If a cyberattack can shut down a country’s infrastructure — disabling its power plants, refineries and ports, for example — then war starts to resemble a nation-scale ransomware attack.
If small, self-guided drones can kill key military or political leaders, then war starts to resemble a nation-scale decapitation duel.
You think war means blowing stuff up and shooting people, because that’s been true for centuries. But that’s not the goal; it’s just the means. The goal is to force another country to do your bidding. War, in the most general sense, is “the continuation of diplomacy by other means,” as Clausewitz put it.
The industrial model was expensive. You had to devote much of your manufacturing base to making explosive widgets; hiring semi-skilled labor, aka soldiers, to operate those explosive widgets; and then using them to blow up your opponent’s soldiers and factories until they cried uncle.

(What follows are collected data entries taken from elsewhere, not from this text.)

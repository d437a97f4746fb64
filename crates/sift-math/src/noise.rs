//! Size-dispatched noise covariances and Gaussian ensemble sampling.

use nalgebra::{Cholesky, DMatrix, DVector, SymmetricEigen};
use rand::Rng;
use rand_chacha::ChaCha8Rng;

use crate::error::MathError;

/// A noise covariance as configured, parsed once from its flat vector.
///
/// Parameter files carry covariances as optional flat vectors: absent
/// means no noise, a length-`dim` vector is a diagonal, a length-`dim²`
/// vector is a full row-major matrix. The variant is decided here, at
/// parse time, and every use site dispatches on the tag.
#[derive(Clone, Debug, PartialEq)]
pub enum NoiseModel {
    /// No noise configured; samples are zero, the covariance is zero.
    Absent,
    /// Per-component variances on the diagonal.
    Diagonal(DVector<f64>),
    /// Full symmetric positive-semidefinite covariance.
    Full(DMatrix<f64>),
}

/// One standard-normal draw via the Box–Muller transform.
pub(crate) fn standard_normal(rng: &mut ChaCha8Rng) -> f64 {
    let u1: f64 = rng.random::<f64>().max(1e-300); // avoid ln(0)
    let u2: f64 = rng.random();
    (-2.0 * u1.ln()).sqrt() * (2.0 * std::f64::consts::PI * u2).cos()
}

fn standard_normal_matrix(rows: usize, cols: usize, rng: &mut ChaCha8Rng) -> DMatrix<f64> {
    DMatrix::from_fn(rows, cols, |_, _| standard_normal(rng))
}

/// A factor L with `L·Lᵀ = m`, tolerating positive-semidefinite input.
///
/// Cholesky requires strict positive definiteness; rank-deficient
/// covariances (a zero R, a selector H, a collapsed ensemble) fall back
/// to the symmetric-eigendecomposition square root with eigenvalues
/// floored at zero.
fn covariance_factor(m: &DMatrix<f64>) -> DMatrix<f64> {
    match Cholesky::new(m.clone()) {
        Some(chol) => chol.l(),
        None => {
            let eigen = SymmetricEigen::new(m.clone());
            let sqrt = eigen.eigenvalues.map(|v| v.max(0.0).sqrt());
            &eigen.eigenvectors * DMatrix::from_diagonal(&sqrt)
        }
    }
}

impl NoiseModel {
    /// Dispatch a raw parameter vector on its length.
    ///
    /// Empty ⇒ [`NoiseModel::Absent`]; length `dim` ⇒ diagonal; length
    /// `dim²` ⇒ full matrix in row-major order.
    ///
    /// # Errors
    ///
    /// Any other length is a [`MathError::NoiseShape`]; `what` names the
    /// parameter (`"Q"` or `"R"`) in the report.
    pub fn parse(what: &'static str, raw: &[f64], dim: usize) -> Result<Self, MathError> {
        if raw.is_empty() {
            Ok(Self::Absent)
        } else if raw.len() == dim {
            Ok(Self::Diagonal(DVector::from_column_slice(raw)))
        } else if raw.len() == dim * dim {
            Ok(Self::Full(DMatrix::from_row_slice(dim, dim, raw)))
        } else {
            Err(MathError::NoiseShape {
                what,
                found: raw.len(),
                dim,
            })
        }
    }

    /// Materialize the full `dim × dim` covariance matrix.
    pub fn covariance(&self, dim: usize) -> DMatrix<f64> {
        match self {
            Self::Absent => DMatrix::zeros(dim, dim),
            Self::Diagonal(v) => DMatrix::from_diagonal(v),
            Self::Full(m) => m.clone(),
        }
    }

    /// Draw `n` columns of `dim`-dimensional noise with this covariance.
    ///
    /// Diagonal covariances scale i.i.d. standard normals by the
    /// elementwise square root; full covariances multiply by a factor L
    /// with `L·Lᵀ = Σ`. A full matrix that happens to be diagonal draws
    /// the same distribution as the diagonal form. Output is fully
    /// determined by the generator state and call order.
    pub fn sample(&self, dim: usize, n: usize, rng: &mut ChaCha8Rng) -> DMatrix<f64> {
        match self {
            Self::Absent => DMatrix::zeros(dim, n),
            Self::Diagonal(v) => {
                let z = standard_normal_matrix(v.len(), n, rng);
                let scale = v.map(|s| s.sqrt());
                let mut out = z;
                for mut col in out.column_iter_mut() {
                    col.component_mul_assign(&scale);
                }
                out
            }
            Self::Full(m) => {
                let z = standard_normal_matrix(m.nrows(), n, rng);
                covariance_factor(m) * z
            }
        }
    }

    /// True when no noise was configured.
    pub fn is_absent(&self) -> bool {
        matches!(self, Self::Absent)
    }
}
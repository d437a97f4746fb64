//! The `init` command: draw and persist the initial ensemble.

use std::path::PathBuf;

use tracing::info;

use sift_io::{load_params, state_filename, write_record, InitParamFile};

use crate::cli::InitArgs;
use crate::commands::ensure_output_dir;
use crate::error::CliError;

/// Run `sift init`, returning the files written.
pub fn run(args: &InitArgs) -> Result<Vec<PathBuf>, CliError> {
    let params = load_params::<InitParamFile>(&args.param)?.into_params();
    let ensemble = sift_engine::init::draw(&params)?;

    ensure_output_dir(&args.output)?;
    info!(members = ensemble.len(), "writing initial ensemble");

    let mut written = Vec::with_capacity(ensemble.len());
    for member in ensemble.members() {
        let path = args.output.join(state_filename(member));
        write_record(&path, member, args.force)?;
        written.push(path);
    }
    Ok(written)
}
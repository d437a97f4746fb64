//! The engine error type, unifying everything a command can hit.

use std::error::Error;
use std::fmt;

use sift_core::ValidationError;
use sift_math::MathError;
use sift_model::ModelError;

/// Any failure inside an assimilation operation.
///
/// Operations are all-or-nothing: an error means no record was modified
/// in a way the caller may persist.
#[derive(Clone, Debug, PartialEq)]
pub enum EngineError {
    /// A record, ensemble, or parameter set failed validation.
    Validation(ValidationError),
    /// A linear-algebra kernel failed.
    Math(MathError),
    /// The system model rejected a configure or predict call.
    Model(ModelError),
    /// The named filter exists but has no implementation yet.
    UnsupportedFilter {
        /// The filter name.
        name: String,
    },
    /// The named filter does not exist.
    UnknownFilter {
        /// The filter name as given.
        name: String,
    },
}

impl fmt::Display for EngineError {
    fn fmt(&self, f: &mut fmt::Formatter<'_>) -> fmt::Result {
        match self {
            Self::Validation(e) => write!(f, "{e}"),
            Self::Math(e) => write!(f, "{e}"),
            Self::Model(e) => write!(f, "{e}"),
            Self::UnsupportedFilter { name } => {
                write!(f, "filter '{name}' not supported yet")
            }
            Self::UnknownFilter { name } => write!(f, "invalid filter '{name}' given"),
        }
    }
}

impl Error for EngineError {
    fn source(&self) -> Option<&(dyn Error + 'static)> {
        match self {
            Self::Validation(e) => Some(e),
            Self::Math(e) => Some(e),
            Self::Model(e) => Some(e),
            Self::UnsupportedFilter { .. } | Self::UnknownFilter { .. } => None,
        }
    }
}

impl From<ValidationError> for EngineError {
    fn from(e: ValidationError) -> Self {
        Self::Validation(e)
    }
}

impl From<MathError> for EngineError {
    fn from(e: MathError) -> Self {
        Self::Math(e)
    }
}

impl From<ModelError> for EngineError {
    fn from(e: ModelError) -> Self {
        Self::Model(e)
    }
}
//! Event Log Server - Binary Entry Point
//!
//! Loads configuration, hydrates the store from the backing file, starts the
//! persistence worker and runs the TCP + UDP server until Ctrl+C.

use std::net::IpAddr;
use std::path::PathBuf;
use std::sync::Arc;

use anyhow::{Context, Result};
use clap::Parser;
use tracing::{error, info};
use tracing_subscriber::EnvFilter;

use eventlog::utils::ShutdownSignal;
use eventlog::{EventFile, EventLogServer, EventStore, PersistenceWorker, ServerConfig};

/// Event log server accepting TCP and UDP on one port
#[derive(Parser, Debug)]
#[command(name = "eventlog-server", author, version, about, long_about = None)]
struct Args {
    /// Port shared by TCP and UDP
    #[arg(short, long, env = "EVENTLOG_PORT")]
    port: Option<u16>,

    /// Backing file for stored events
    #[arg(short = 'f', long = "file", env = "EVENTLOG_FILE")]
    database_file: Option<PathBuf>,

    /// Address to bind
    #[arg(long, env = "EVENTLOG_BIND")]
    bind: Option<IpAddr>,

    /// Optional TOML configuration file
    #[arg(short, long)]
    config: Option<PathBuf>,

    /// Milliseconds between persistence cycles
    #[arg(long)]
    flush_interval_ms: Option<u64>,

    /// Upper bound on one readiness wait, in milliseconds
    #[arg(long)]
    poll_timeout_ms: Option<u64>,

    /// Log level used when RUST_LOG is not set
    #[arg(long, default_value = "info")]
    log_level: String,
}

impl Args {
    /// Layer command-line and environment values over the config file
    fn into_config(self) -> Result<ServerConfig> {
        let mut config = match &self.config {
            Some(path) => ServerConfig::load(path)?,
            None => ServerConfig::default(),
        };

        if let Some(port) = self.port {
            config.port = port;
        }
        if let Some(file) = self.database_file {
            config.database_file = Some(file);
        }
        if let Some(bind) = self.bind {
            config.bind_address = bind;
        }
        if let Some(ms) = self.flush_interval_ms {
            config.flush_interval_ms = ms;
        }
        if let Some(ms) = self.poll_timeout_ms {
            config.poll_timeout_ms = ms;
        }

        config.validate()?;
        Ok(config)
    }
}

fn main() -> Result<()> {
    let args = Args::parse();

    tracing_subscriber::fmt()
        .with_env_filter(
            EnvFilter::try_from_default_env().unwrap_or_else(|_| {
                EnvFilter::new(format!(
                    "eventlog={level},eventlog_server={level}",
                    level = args.log_level
                ))
            }),
        )
        .with_target(true)
        .init();

    let config = args.into_config()?;
    // Checked before any socket is opened
    let path = config.require_database_file()?.to_path_buf();

    info!(version = eventlog::VERSION, "Starting event log server");

    let file = EventFile::new(&path);
    let events = file.load()?;
    info!(events = events.len(), path = %path.display(), "Loaded event file");

    let store = Arc::new(EventStore::with_events(events));
    let worker = PersistenceWorker::with_interval(Arc::clone(&store), file, config.flush_interval())
        .spawn()
        .context("failed to start persistence worker")?;

    let shutdown = ShutdownSignal::new();
    shutdown
        .install_ctrlc_handler()
        .context("failed to install Ctrl+C handler")?;

    let runtime = tokio::runtime::Builder::new_current_thread()
        .enable_all()
        .build()
        .context("failed to build runtime")?;

    let result = runtime.block_on(async {
        let server = EventLogServer::bind(&config, store, shutdown).await?;
        server.run().await
    });

    if let Err(e) = &result {
        error!(error = %e, "Failed to start servers");
    }

    worker.stop();
    info!("Done.");

    result.map_err(Into::into)
}
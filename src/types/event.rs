//! Event record
//!
//! An `Event` is an immutable, validated record. Identity is the raw
//! (group, description, timestamp) triple, so two events with the same
//! instant but differently written timestamps are distinct.

use std::fmt;

use chrono::NaiveDateTime;
use thiserror::Error;

use crate::utils::time::parse_timestamp;

/// Command tag that prefixes a canonical event line
pub const EVENT_DEFINITION: &str = "EVENT_DEFINITION";

/// Number of fields in an `EVENT_DEFINITION` record, including the tag
pub const EVENT_FIELD_COUNT: usize = 4;

/// Why a raw field tuple could not become an [`Event`]
#[derive(Debug, Clone, PartialEq, Eq, Error)]
pub enum EventParseError {
    #[error("expected at least 4 fields, found {0}")]
    TooFewFields(usize),

    #[error("invalid timestamp {0:?}")]
    InvalidTimestamp(String),
}

/// A stored event
#[derive(Debug, Clone)]
pub struct Event {
    group: String,
    description: String,
    timestamp: String,
    instant: NaiveDateTime,
}

impl Event {
    /// Build an event from a raw `EVENT_DEFINITION` field tuple.
    ///
    /// Field 0 is the command tag and is not checked here; fields 1..=3 are
    /// timestamp, description and group. Extra fields are ignored.
    pub fn from_fields<S: AsRef<str>>(fields: &[S]) -> Result<Self, EventParseError> {
        if fields.len() < EVENT_FIELD_COUNT {
            return Err(EventParseError::TooFewFields(fields.len()));
        }

        let timestamp = fields[1].as_ref();
        let instant = parse_timestamp(timestamp)
            .map_err(|_| EventParseError::InvalidTimestamp(timestamp.to_string()))?;

        Ok(Self {
            group: fields[3].as_ref().to_string(),
            description: fields[2].as_ref().to_string(),
            timestamp: timestamp.to_string(),
            instant,
        })
    }

    /// Build an event from its parts
    pub fn new(
        timestamp: impl Into<String>,
        description: impl Into<String>,
        group: impl Into<String>,
    ) -> Result<Self, EventParseError> {
        let timestamp = timestamp.into();
        let instant = parse_timestamp(&timestamp)
            .map_err(|_| EventParseError::InvalidTimestamp(timestamp.clone()))?;

        Ok(Self {
            group: group.into(),
            description: description.into(),
            timestamp,
            instant,
        })
    }

    pub fn group(&self) -> &str {
        &self.group
    }

    pub fn description(&self) -> &str {
        &self.description
    }

    /// The timestamp exactly as it was received
    pub fn timestamp(&self) -> &str {
        &self.timestamp
    }

    pub fn instant(&self) -> NaiveDateTime {
        self.instant
    }

    /// Strictly later than `instant`
    pub fn is_after(&self, instant: &NaiveDateTime) -> bool {
        self.instant > *instant
    }

    /// Canonical line: `EVENT_DEFINITION;<timestamp>;<description>;<group>`
    pub fn to_line(&self) -> String {
        self.to_string()
    }
}

impl fmt::Display for Event {
    fn fmt(&self, f: &mut fmt::Formatter<'_>) -> fmt::Result {
        write!(
            f,
            "{};{};{};{}",
            EVENT_DEFINITION, self.timestamp, self.description, self.group
        )
    }
}

impl PartialEq for Event {
    fn eq(&self, other: &Self) -> bool {
        self.group == other.group
            && self.description == other.description
            && self.timestamp == other.timestamp
    }
}

impl Eq for Event {}
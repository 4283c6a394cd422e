//! Message framing
//!
//! One read (or one datagram) yields at most one message. The message ends at
//! the first `%` or newline; when neither shows up inside the scan window the
//! window itself is the message, so a peer that never sends a terminator still
//! gets an answer.

/// Dedicated end-of-message byte
pub const MESSAGE_TERMINATOR: u8 = b'%';

/// Scan window for a single message, in bytes
pub const MAX_MESSAGE_LEN: usize = 2000;

/// Extract one message from raw bytes.
///
/// Only the first `window` bytes are considered. Surrounding whitespace and NUL
/// padding are trimmed before the terminator scan. Anything after the first
/// terminator is discarded.
pub fn frame_message(raw: &[u8], window: usize) -> String {
    let raw = &raw[..raw.len().min(window)];
    let text = String::from_utf8_lossy(raw);
    let text = text.trim_matches(|c: char| c.is_whitespace() || c == '\0');

    match text.find([MESSAGE_TERMINATOR as char, '\n']) {
        Some(end) if text.as_bytes()[end] == b'\n' => {
            text[..end].trim_end_matches('\r').to_string()
        }
        Some(end) => text[..end].to_string(),
        None => text.to_string(),
    }
}

/// Whether `raw` contains an end-of-message byte
pub fn has_terminator(raw: &[u8]) -> bool {
    raw.iter().any(|&b| b == MESSAGE_TERMINATOR || b == b'\n')
}

#[cfg(test)]
mod tests {
    use super::*;

    #[test]
    fn test_has_terminator() {
        assert!(has_terminator(b"hello\n"));
        assert!(has_terminator(b"tail%"));
        assert!(!has_terminator(b"no end in sight"));
        assert!(!has_terminator(b""));
    }

    #[test]
    fn test_newline_terminated() {
        assert_eq!(frame_message(b"hello\n", MAX_MESSAGE_LEN), "hello");
        assert_eq!(frame_message(b"hello\r\n", MAX_MESSAGE_LEN), "hello");
    }

    #[test]
    fn test_percent_terminated() {
        assert_eq!(frame_message(b"hello%", MAX_MESSAGE_LEN), "hello");
    }

    #[test]
    fn test_embedded_percent_truncates_at_first() {
        assert_eq!(
            frame_message(b"GET_NEXT_EVENTS;x;2024%trailing%more\n", MAX_MESSAGE_LEN),
            "GET_NEXT_EVENTS;x;2024"
        );
    }

    #[test]
    fn test_earliest_terminator_wins() {
        assert_eq!(frame_message(b"one\ntwo%three", MAX_MESSAGE_LEN), "one");
        assert_eq!(frame_message(b"one%two\nthree", MAX_MESSAGE_LEN), "one");
    }

    #[test]
    fn test_second_message_in_same_read_is_dropped() {
        assert_eq!(frame_message(b"first\nsecond\n", MAX_MESSAGE_LEN), "first");
    }

    #[test]
    fn test_no_terminator_is_dispatched_as_is() {
        assert_eq!(frame_message(b"no terminator", MAX_MESSAGE_LEN), "no terminator");
    }

    #[test]
    fn test_no_terminator_truncated_at_window() {
        let raw = vec![b'a'; MAX_MESSAGE_LEN + 500];
        let message = frame_message(&raw, MAX_MESSAGE_LEN);
        assert_eq!(message.len(), MAX_MESSAGE_LEN);
    }

    #[test]
    fn test_terminator_beyond_window_is_ignored() {
        let mut raw = vec![b'a'; 10];
        raw.push(b'%');
        assert_eq!(frame_message(&raw, 5), "aaaaa");
    }

    #[test]
    fn test_trims_padding_and_whitespace() {
        let mut raw = b"  hello world \n".to_vec();
        raw.extend_from_slice(&[0u8; 32]);
        assert_eq!(frame_message(&raw, MAX_MESSAGE_LEN), "hello world");
    }

    #[test]
    fn test_blank_input() {
        assert_eq!(frame_message(b"", MAX_MESSAGE_LEN), "");
        assert_eq!(frame_message(b"\n\n", MAX_MESSAGE_LEN), "");
    }
}
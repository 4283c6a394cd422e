//! Backing file: one canonical event line per line, rewritten in full

use std::fs;
use std::io::{self, BufRead, BufReader};
use std::path::{Path, PathBuf};

use tracing::{debug, warn};

use crate::error::{EventLogError, EventLogResult};
use crate::protocol::split_fields;
use crate::types::Event;

/// The file an [`EventStore`](super::EventStore) is persisted to
#[derive(Debug, Clone)]
pub struct EventFile {
    path: PathBuf,
}

impl EventFile {
    pub fn new<P: AsRef<Path>>(path: P) -> Self {
        Self {
            path: path.as_ref().to_path_buf(),
        }
    }

    pub fn path(&self) -> &Path {
        &self.path
    }

    /// Load all events in file order.
    ///
    /// A missing file is an empty log. Lines that do not parse are skipped.
    pub fn load(&self) -> EventLogResult<Vec<Event>> {
        let file = match fs::File::open(&self.path) {
            Ok(file) => file,
            Err(e) if e.kind() == io::ErrorKind::NotFound => {
                debug!(path = %self.path.display(), "No event file yet, starting empty");
                return Ok(Vec::new());
            }
            Err(source) => {
                return Err(EventLogError::LoadEvents {
                    path: self.path.clone(),
                    source,
                })
            }
        };

        let reader = BufReader::new(file);
        let mut events = Vec::new();

        for (line_num, line_result) in reader.lines().enumerate() {
            let line = line_result.map_err(|source| EventLogError::LoadEvents {
                path: self.path.clone(),
                source,
            })?;
            if line.trim().is_empty() {
                continue;
            }

            match Event::from_fields(&split_fields(&line)) {
                Ok(event) => events.push(event),
                Err(e) => {
                    warn!(line = line_num + 1, error = %e, "Skipping unreadable event line");
                }
            }
        }

        Ok(events)
    }

    /// Replace the file contents with `events`, one canonical line each
    pub fn save(&self, events: &[Event]) -> EventLogResult<()> {
        let save_err = |source| EventLogError::SaveEvents {
            path: self.path.clone(),
            source,
        };

        if let Some(parent) = self.path.parent() {
            if !parent.as_os_str().is_empty() {
                fs::create_dir_all(parent).map_err(save_err)?;
            }
        }

        let mut content = String::new();
        for event in events {
            content.push_str(&event.to_line());
            content.push('\n');
        }

        fs::write(&self.path, content).map_err(save_err)
    }
}
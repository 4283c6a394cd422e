//! Command decoding and response encoding

use crate::types::{Event, EVENT_DEFINITION};

use super::split_fields;

/// Command tag for queries
pub const GET_NEXT_EVENTS: &str = "GET_NEXT_EVENTS";

/// Tag that prefixes a query response
pub const EVENTS: &str = "EVENTS";

/// A decoded request
#[derive(Debug, Clone, PartialEq, Eq)]
pub enum Command {
    /// `EVENT_DEFINITION;<timestamp>;<description>;<group>`
    ///
    /// Fields are not validated here; that happens when the store drains its
    /// pending queue.
    DefineEvent { fields: Vec<String>, line: String },

    /// `GET_NEXT_EVENTS;<unused>;<timestamp>`
    GetNextEvents { since: String },

    /// Anything else, echoed back
    Unrecognized { line: String },
}

impl Command {
    /// Decode one framed message
    pub fn parse(line: &str) -> Self {
        let fields = split_fields(line);

        match fields.first().map(String::as_str) {
            Some(EVENT_DEFINITION) => Command::DefineEvent {
                fields,
                line: line.to_string(),
            },
            Some(GET_NEXT_EVENTS) if fields.len() >= 3 => Command::GetNextEvents {
                since: fields[2].clone(),
            },
            _ => Command::Unrecognized {
                line: line.to_string(),
            },
        }
    }
}

/// A response ready to be written to the wire
#[derive(Debug, Clone, PartialEq, Eq)]
pub enum Response {
    /// `ok;<original message>`
    Ack(String),

    /// `EVENTS;<count>;<event>;<event>...`
    Events(Vec<String>),
}

impl Response {
    pub fn ack(line: impl Into<String>) -> Self {
        Response::Ack(line.into())
    }

    pub fn events<'a>(events: impl IntoIterator<Item = &'a Event>) -> Self {
        Response::Events(events.into_iter().map(Event::to_line).collect())
    }

    /// Wire form, newline terminated
    pub fn encode(&self) -> String {
        match self {
            Response::Ack(line) => format!("ok;{}\n", line),
            Response::Events(lines) => {
                let mut out = format!("{};{}", EVENTS, lines.len());
                for line in lines {
                    out.push(';');
                    out.push_str(line);
                }
                out.push('\n');
                out
            }
        }
    }
}
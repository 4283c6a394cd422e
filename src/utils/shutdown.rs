//! Cooperative shutdown flag shared between the server loop and signal handlers

use std::sync::Arc;

use tokio::sync::watch;
use tracing::info;

/// Cloneable shutdown flag.
///
/// The server loop checks [`ShutdownSignal::is_triggered`] at the top of every
/// iteration and also waits on [`ShutdownSignal::triggered`] so that a trigger
/// wakes a blocked readiness wait.
#[derive(Clone, Debug)]
pub struct ShutdownSignal {
    tx: Arc<watch::Sender<bool>>,
}

impl ShutdownSignal {
    pub fn new() -> Self {
        let (tx, _) = watch::channel(false);
        Self { tx: Arc::new(tx) }
    }

    /// Request shutdown. Idempotent.
    pub fn trigger(&self) {
        self.tx.send_replace(true);
    }

    pub fn is_triggered(&self) -> bool {
        *self.tx.borrow()
    }

    /// Resolves once [`trigger`](Self::trigger) has been called
    pub async fn triggered(&self) {
        let mut rx = self.tx.subscribe();
        // The sender lives as long as `self`, so this only returns once the flag is set
        let _ = rx.wait_for(|triggered| *triggered).await;
    }

    /// Trigger this signal on Ctrl+C / SIGTERM
    pub fn install_ctrlc_handler(&self) -> Result<(), ctrlc::Error> {
        let signal = self.clone();
        ctrlc::set_handler(move || {
            info!("Shutdown requested");
            signal.trigger();
        })
    }
}

impl Default for ShutdownSignal {
    fn default() -> Self {
        Self::new()
    }
}
//! Server configuration
//!
//! Values come from built-in defaults, optionally overlaid by a TOML file;
//! the binary then applies environment and command-line overrides.

use std::fs;
use std::net::{IpAddr, Ipv4Addr, SocketAddr};
use std::path::{Path, PathBuf};
use std::time::Duration;

use serde::Deserialize;

use crate::error::{EventLogError, EventLogResult};
use crate::protocol::MAX_MESSAGE_LEN;

/// Default port for both transports
pub const DEFAULT_PORT: u16 = 40408;

/// Configuration for the event log server
#[derive(Debug, Clone, PartialEq, Eq, Deserialize)]
#[serde(default, deny_unknown_fields)]
pub struct ServerConfig {
    /// Address both sockets bind to
    pub bind_address: IpAddr,
    /// Port shared by the TCP listener and the UDP socket
    pub port: u16,
    /// Backing file for the event store (required to start)
    pub database_file: Option<PathBuf>,
    /// Pause between persistence cycles
    pub flush_interval_ms: u64,
    /// Upper bound on a single readiness wait
    pub poll_timeout_ms: u64,
    /// Framing scan window, in bytes
    pub max_message_len: usize,
}

impl Default for ServerConfig {
    fn default() -> Self {
        Self {
            bind_address: IpAddr::V4(Ipv4Addr::UNSPECIFIED),
            port: DEFAULT_PORT,
            database_file: None,
            flush_interval_ms: 100,
            poll_timeout_ms: 15_000,
            max_message_len: MAX_MESSAGE_LEN,
        }
    }
}

impl ServerConfig {
    /// Parse a TOML document; missing keys keep their defaults
    pub fn from_toml_str(content: &str) -> Result<Self, toml::de::Error> {
        toml::from_str(content)
    }

    /// Load a TOML config file
    pub fn load<P: AsRef<Path>>(path: P) -> EventLogResult<Self> {
        let path = path.as_ref();
        let content = fs::read_to_string(path).map_err(|source| EventLogError::ConfigRead {
            path: path.to_path_buf(),
            source,
        })?;
        let config = Self::from_toml_str(&content).map_err(|source| EventLogError::ConfigParse {
            path: path.to_path_buf(),
            source,
        })?;
        config.validate()?;
        Ok(config)
    }

    /// Reject settings the server cannot run with
    pub fn validate(&self) -> EventLogResult<()> {
        if self.max_message_len == 0 {
            return Err(EventLogError::InvalidConfig(
                "max_message_len must be greater than 0".to_string(),
            ));
        }
        if self.flush_interval_ms == 0 {
            return Err(EventLogError::InvalidConfig(
                "flush_interval_ms must be greater than 0".to_string(),
            ));
        }
        if self.poll_timeout_ms == 0 {
            return Err(EventLogError::InvalidConfig(
                "poll_timeout_ms must be greater than 0".to_string(),
            ));
        }
        Ok(())
    }

    /// Address both sockets bind to
    pub fn socket_addr(&self) -> SocketAddr {
        SocketAddr::new(self.bind_address, self.port)
    }

    pub fn flush_interval(&self) -> Duration {
        Duration::from_millis(self.flush_interval_ms)
    }

    pub fn poll_timeout(&self) -> Duration {
        Duration::from_millis(self.poll_timeout_ms)
    }

    /// The backing file, or [`EventLogError::MissingDatabaseFile`]
    pub fn require_database_file(&self) -> EventLogResult<&Path> {
        self.database_file
            .as_deref()
            .ok_or(EventLogError::MissingDatabaseFile)
    }
}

If you can instead force another country to do your bidding without spending trillions, without firing a shot, then of course you will. If these new modes of warfare work, they will replace the old model.
This will upset some assumptions. Under the old industrial model, it was a big advantage in warfare to have more people, more factories, and less constitutional democracy (those pesky voters always want to stop fighting).
But to win a decapitation duel, for example, you no longer need lots of soldiers or widget factories. Instead, you need a constitutional republic, a political system that is sufficiently codified to continue functioning even when its leaders are repeatedly killed off by surprise drone attacks. By contrast, autocracies in general, and cults of personality in particular, are highly vulnerable to this sort of warfare.